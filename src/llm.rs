//! LLM client facade: one `complete()` entry point with the safety guards
//! the spec requires applied uniformly regardless of provider — model
//! allowlist, per-token cost ceiling, and a caller-supplied per-job cost
//! accumulator that only ever increments on success.

use crate::collaborators::TraceExporter;
use crate::router::TierDescriptor;
use async_trait::async_trait;
use serde::{Deserialize, Serialize};
use std::sync::atomic::{AtomicU64, Ordering};
use std::sync::Arc;
use thiserror::Error;

#[derive(Debug, Clone, Copy, PartialEq, Eq)]
pub enum Role {
    System,
    User,
    Assistant,
}

#[derive(Debug, Clone)]
pub struct Message {
    pub role: Role,
    pub content: String,
}

#[derive(Debug, Clone)]
pub struct CallLimits {
    pub model_allowlist: Vec<String>,
    pub max_cost_per_1k_tokens: f64,
    pub timeout_secs: u64,
}

#[derive(Debug, Clone)]
pub struct LlmResult {
    pub text: String,
    pub input_tokens: u64,
    pub output_tokens: u64,
    pub cost: f64,
    pub model: String,
}

#[derive(Debug, Clone)]
pub enum SafetyViolation {
    ModelNotAllowed(String),
    TokenCostTooHigh { per_1k: f64, cap: f64 },
    CostCapExceeded { would_be: f64, cap: f64 },
}

#[derive(Debug, Error)]
pub enum LlmError {
    #[error("transient: {0}")]
    Transient(String),
    #[error("permanent: {0}")]
    Permanent(String),
    #[error("safety: {0:?}")]
    Safety(SafetyViolation),
    #[error("context too large")]
    ContextTooLarge,
}

/// Per-job cost accumulator. Compare-and-swap loop so a cap breach never
/// partially charges: either the whole increment lands, or nothing does.
#[derive(Debug, Default)]
pub struct AtomicCostLedger {
    micros: AtomicU64,
}

impl AtomicCostLedger {
    pub fn new() -> Self {
        Self::default()
    }

    pub fn total(&self) -> f64 {
        self.micros.load(Ordering::SeqCst) as f64 / 1_000_000.0
    }

    /// Attempt to add `amount` dollars, rejecting if the result would exceed
    /// `cap`. Returns `false` (unchanged) on rejection.
    pub fn try_add(&self, amount: f64, cap: f64) -> bool {
        let delta = (amount * 1_000_000.0).round() as u64;
        let cap_micros = (cap * 1_000_000.0).round() as u64;
        loop {
            let current = self.micros.load(Ordering::SeqCst);
            let next = current + delta;
            if next > cap_micros {
                return false;
            }
            if self
                .micros
                .compare_exchange(current, next, Ordering::SeqCst, Ordering::SeqCst)
                .is_ok()
            {
                return true;
            }
        }
    }
}

#[derive(Debug, Clone, Serialize, Deserialize)]
pub struct LlmCallTrace {
    pub model: String,
    pub input_tokens: u64,
    pub output_tokens: u64,
    pub cost: f64,
}

#[async_trait]
pub trait LlmClient: Send + Sync {
    async fn complete(
        &self,
        tier: &TierDescriptor,
        messages: &[Message],
        limits: CallLimits,
        ledger: Arc<AtomicCostLedger>,
        run_cost_cap: f64,
    ) -> Result<LlmResult, LlmError>;
}

/// Runs the guards common to every backend, then delegates the actual call
/// to `dispatch`. Concrete backends implement `dispatch`; the guard order
/// (allowlist before dispatch, per-1k and per-run caps after a successful
/// response) is fixed here so no backend can skip a check.
#[async_trait]
pub trait ProviderBackend: Send + Sync {
    async fn dispatch(
        &self,
        tier: &TierDescriptor,
        messages: &[Message],
        timeout_secs: u64,
    ) -> Result<LlmResult, LlmError>;
}

pub struct GuardedLlmClient<B: ProviderBackend> {
    backend: B,
    tracer: Arc<dyn TraceExporter>,
}

impl<B: ProviderBackend> GuardedLlmClient<B> {
    pub fn new(backend: B, tracer: Arc<dyn TraceExporter>) -> Self {
        GuardedLlmClient { backend, tracer }
    }
}

#[async_trait]
impl<B: ProviderBackend> LlmClient for GuardedLlmClient<B> {
    async fn complete(
        &self,
        tier: &TierDescriptor,
        messages: &[Message],
        limits: CallLimits,
        ledger: Arc<AtomicCostLedger>,
        run_cost_cap: f64,
    ) -> Result<LlmResult, LlmError> {
        // An empty allowlist means no restriction configured, not "reject
        // everything".
        if !limits.model_allowlist.is_empty() && !limits.model_allowlist.iter().any(|m| m == &tier.model) {
            return Err(LlmError::Safety(SafetyViolation::ModelNotAllowed(tier.model.clone())));
        }

        let result = self.backend.dispatch(tier, messages, limits.timeout_secs).await?;

        let per_1k = if result.output_tokens > 0 {
            result.cost / (result.output_tokens as f64 / 1000.0).max(0.001)
        } else {
            0.0
        };
        if per_1k > limits.max_cost_per_1k_tokens {
            return Err(LlmError::Safety(SafetyViolation::TokenCostTooHigh {
                per_1k,
                cap: limits.max_cost_per_1k_tokens,
            }));
        }

        if !ledger.try_add(result.cost, run_cost_cap) {
            return Err(LlmError::Safety(SafetyViolation::CostCapExceeded {
                would_be: ledger.total() + result.cost,
                cap: run_cost_cap,
            }));
        }

        let trace = LlmCallTrace {
            model: result.model.clone(),
            input_tokens: result.input_tokens,
            output_tokens: result.output_tokens,
            cost: result.cost,
        };
        let tracer = self.tracer.clone();
        tokio::spawn(async move { tracer.export(trace).await });

        Ok(result)
    }
}

/// OpenAI-compatible chat-completions backend. This is the only concrete
/// backend shipped — the engine's job is routing and recording, not any one
/// vendor's SDK, so the wire shape here is the lowest common denominator
/// most providers already speak.
pub struct HttpBackend {
    client: reqwest::Client,
    base_url: String,
    api_key: String,
}

impl HttpBackend {
    pub fn new(base_url: String, api_key: String, timeout: std::time::Duration) -> Self {
        let client = reqwest::Client::builder().timeout(timeout).build().unwrap_or_default();
        HttpBackend { client, base_url, api_key }
    }
}

#[derive(Serialize)]
struct ChatRequest<'a> {
    model: &'a str,
    messages: Vec<ChatMessage<'a>>,
}

#[derive(Serialize)]
struct ChatMessage<'a> {
    role: &'a str,
    content: &'a str,
}

#[derive(Deserialize)]
struct ChatResponse {
    choices: Vec<ChatChoice>,
    usage: Option<ChatUsage>,
}

#[derive(Deserialize)]
struct ChatChoice {
    message: ChatResponseMessage,
}

#[derive(Deserialize)]
struct ChatResponseMessage {
    content: String,
}

#[derive(Deserialize)]
struct ChatUsage {
    prompt_tokens: u64,
    completion_tokens: u64,
}

#[async_trait]
impl ProviderBackend for HttpBackend {
    async fn dispatch(
        &self,
        tier: &TierDescriptor,
        messages: &[Message],
        _timeout_secs: u64,
    ) -> Result<LlmResult, LlmError> {
        let body = ChatRequest {
            model: &tier.model,
            messages: messages
                .iter()
                .map(|m| ChatMessage {
                    role: match m.role {
                        Role::System => "system",
                        Role::User => "user",
                        Role::Assistant => "assistant",
                    },
                    content: &m.content,
                })
                .collect(),
        };

        let resp = self
            .client
            .post(format!("{}/chat/completions", self.base_url))
            .bearer_auth(&self.api_key)
            .json(&body)
            .send()
            .await
            .map_err(classify_reqwest_error)?;

        let status = resp.status();
        if status == reqwest::StatusCode::PAYLOAD_TOO_LARGE || status.as_u16() == 413 {
            return Err(LlmError::ContextTooLarge);
        }
        if status.is_client_error() && status != reqwest::StatusCode::TOO_MANY_REQUESTS {
            let text = resp.text().await.unwrap_or_default();
            return Err(LlmError::Permanent(format!("http {status}: {text}")));
        }
        if !status.is_success() {
            let text = resp.text().await.unwrap_or_default();
            return Err(LlmError::Transient(format!("http {status}: {text}")));
        }

        let parsed: ChatResponse = resp
            .json()
            .await
            .map_err(|e| LlmError::Transient(format!("invalid response body: {e}")))?;

        let text = parsed
            .choices
            .into_iter()
            .next()
            .map(|c| c.message.content)
            .unwrap_or_default();
        let (input_tokens, output_tokens) = parsed
            .usage
            .map(|u| (u.prompt_tokens, u.completion_tokens))
            .unwrap_or((0, 0));
        let cost = (output_tokens as f64 / 1000.0) * tier.max_cost_per_1k_tokens;

        Ok(LlmResult { text, input_tokens, output_tokens, cost, model: tier.model.clone() })
    }
}

fn classify_reqwest_error(e: reqwest::Error) -> LlmError {
    if e.is_timeout() || e.is_connect() {
        LlmError::Transient(e.to_string())
    } else {
        LlmError::Permanent(e.to_string())
    }
}

#[cfg(test)]
mod tests {
    use super::*;

    struct StubBackend {
        result: Result<LlmResult, LlmError>,
    }

    #[async_trait]
    impl ProviderBackend for StubBackend {
        async fn dispatch(
            &self,
            _tier: &TierDescriptor,
            _messages: &[Message],
            _timeout_secs: u64,
        ) -> Result<LlmResult, LlmError> {
            match &self.result {
                Ok(r) => Ok(r.clone()),
                Err(LlmError::Transient(s)) => Err(LlmError::Transient(s.clone())),
                Err(LlmError::Permanent(s)) => Err(LlmError::Permanent(s.clone())),
                Err(LlmError::ContextTooLarge) => Err(LlmError::ContextTooLarge),
                Err(LlmError::Safety(_)) => Err(LlmError::Transient("unreachable".into())),
            }
        }
    }

    fn tier() -> TierDescriptor {
        TierDescriptor { index: 0, label: "fast".into(), model: "small".into(), max_cost_per_1k_tokens: 0.05 }
    }

    fn limits() -> CallLimits {
        CallLimits { model_allowlist: vec!["small".into()], max_cost_per_1k_tokens: 1.0, timeout_secs: 30 }
    }

    fn no_op_tracer() -> Arc<dyn TraceExporter> {
        Arc::new(crate::collaborators::NullTraceExporter)
    }

    #[tokio::test]
    async fn disallowed_model_is_rejected_before_dispatch() {
        let backend = StubBackend { result: Ok(LlmResult { text: "x".into(), input_tokens: 1, output_tokens: 1, cost: 0.01, model: "small".into() }) };
        let client = GuardedLlmClient::new(backend, no_op_tracer());
        let mut lim = limits();
        lim.model_allowlist = vec!["other".into()];
        let ledger = Arc::new(AtomicCostLedger::new());
        let err = client.complete(&tier(), &[], lim, ledger, 10.0).await.unwrap_err();
        assert!(matches!(err, LlmError::Safety(SafetyViolation::ModelNotAllowed(_))));
    }

    #[tokio::test]
    async fn empty_allowlist_means_no_restriction() {
        let backend = StubBackend { result: Ok(LlmResult { text: "x".into(), input_tokens: 1, output_tokens: 1, cost: 0.01, model: "anything".into() }) };
        let client = GuardedLlmClient::new(backend, no_op_tracer());
        let mut lim = limits();
        lim.model_allowlist = vec![];
        let ledger = Arc::new(AtomicCostLedger::new());
        client.complete(&tier(), &[], lim, ledger, 10.0).await.unwrap();
    }

    #[tokio::test]
    async fn cost_cap_blocks_the_whole_charge() {
        let backend = StubBackend { result: Ok(LlmResult { text: "x".into(), input_tokens: 1, output_tokens: 1000, cost: 5.0, model: "small".into() }) };
        let client = GuardedLlmClient::new(backend, no_op_tracer());
        let ledger = Arc::new(AtomicCostLedger::new());
        let err = client.complete(&tier(), &[], limits(), ledger.clone(), 1.0).await.unwrap_err();
        assert!(matches!(err, LlmError::Safety(SafetyViolation::CostCapExceeded { .. })));
        assert_eq!(ledger.total(), 0.0);
    }

    #[tokio::test]
    async fn successful_call_increments_ledger_exactly_once() {
        let backend = StubBackend { result: Ok(LlmResult { text: "x".into(), input_tokens: 1, output_tokens: 100, cost: 0.5, model: "small".into() }) };
        let client = GuardedLlmClient::new(backend, no_op_tracer());
        let ledger = Arc::new(AtomicCostLedger::new());
        client.complete(&tier(), &[], limits(), ledger.clone(), 10.0).await.unwrap();
        assert_eq!(ledger.total(), 0.5);
    }

    #[tokio::test]
    async fn transient_error_never_touches_ledger() {
        let backend = StubBackend { result: Err(LlmError::Transient("timeout".into())) };
        let client = GuardedLlmClient::new(backend, no_op_tracer());
        let ledger = Arc::new(AtomicCostLedger::new());
        let err = client.complete(&tier(), &[], limits(), ledger.clone(), 10.0).await.unwrap_err();
        assert!(matches!(err, LlmError::Transient(_)));
        assert_eq!(ledger.total(), 0.0);
    }
}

======

In the listing above, find the line with "pub struct Message" and the line with "#[derive(Debug, Clone, Serialize, Deserialize)]", then reproduce both and every line between them exactly.

pub struct Message {
    pub role: Role,
    pub content: String,
}

#[derive(Debug, Clone)]
pub struct CallLimits {
    pub model_allowlist: Vec<String>,
    pub max_cost_per_1k_tokens: f64,
    pub timeout_secs: u64,
}

#[derive(Debug, Clone)]
pub struct LlmResult {
    pub text: String,
    pub input_tokens: u64,
    pub output_tokens: u64,
    pub cost: f64,
    pub model: String,
}

#[derive(Debug, Clone)]
pub enum SafetyViolation {
    ModelNotAllowed(String),
    TokenCostTooHigh { per_1k: f64, cap: f64 },
    CostCapExceeded { would_be: f64, cap: f64 },
}

#[derive(Debug, Error)]
pub enum LlmError {
    #[error("transient: {0}")]
    Transient(String),
    #[error("permanent: {0}")]
    Permanent(String),
    #[error("safety: {0:?}")]
    Safety(SafetyViolation),
    #[error("context too large")]
    ContextTooLarge,
}

/// Per-job cost accumulator. Compare-and-swap loop so a cap breach never
/// partially charges: either the whole increment lands, or nothing does.
#[derive(Debug, Default)]
pub struct AtomicCostLedger {
    micros: AtomicU64,
}

impl AtomicCostLedger {
    pub fn new() -> Self {
        Self::default()
    }

    pub fn total(&self) -> f64 {
        self.micros.load(Ordering::SeqCst) as f64 / 1_000_000.0
    }

    /// Attempt to add `amount` dollars, rejecting if the result would exceed
    /// `cap`. Returns `false` (unchanged) on rejection.
    pub fn try_add(&self, amount: f64, cap: f64) -> bool {
        let delta = (amount * 1_000_000.0).round() as u64;
        let cap_micros = (cap * 1_000_000.0).round() as u64;
        loop {
            let current = self.micros.load(Ordering::SeqCst);
            let next = current + delta;
            if next > cap_micros {
                return false;
            }
            if self
                .micros
                .compare_exchange(current, next, Ordering::SeqCst, Ordering::SeqCst)
                .is_ok()
            {
                return true;
            }
        }
    }
}

#[derive(Debug, Clone, Serialize, Deserialize)]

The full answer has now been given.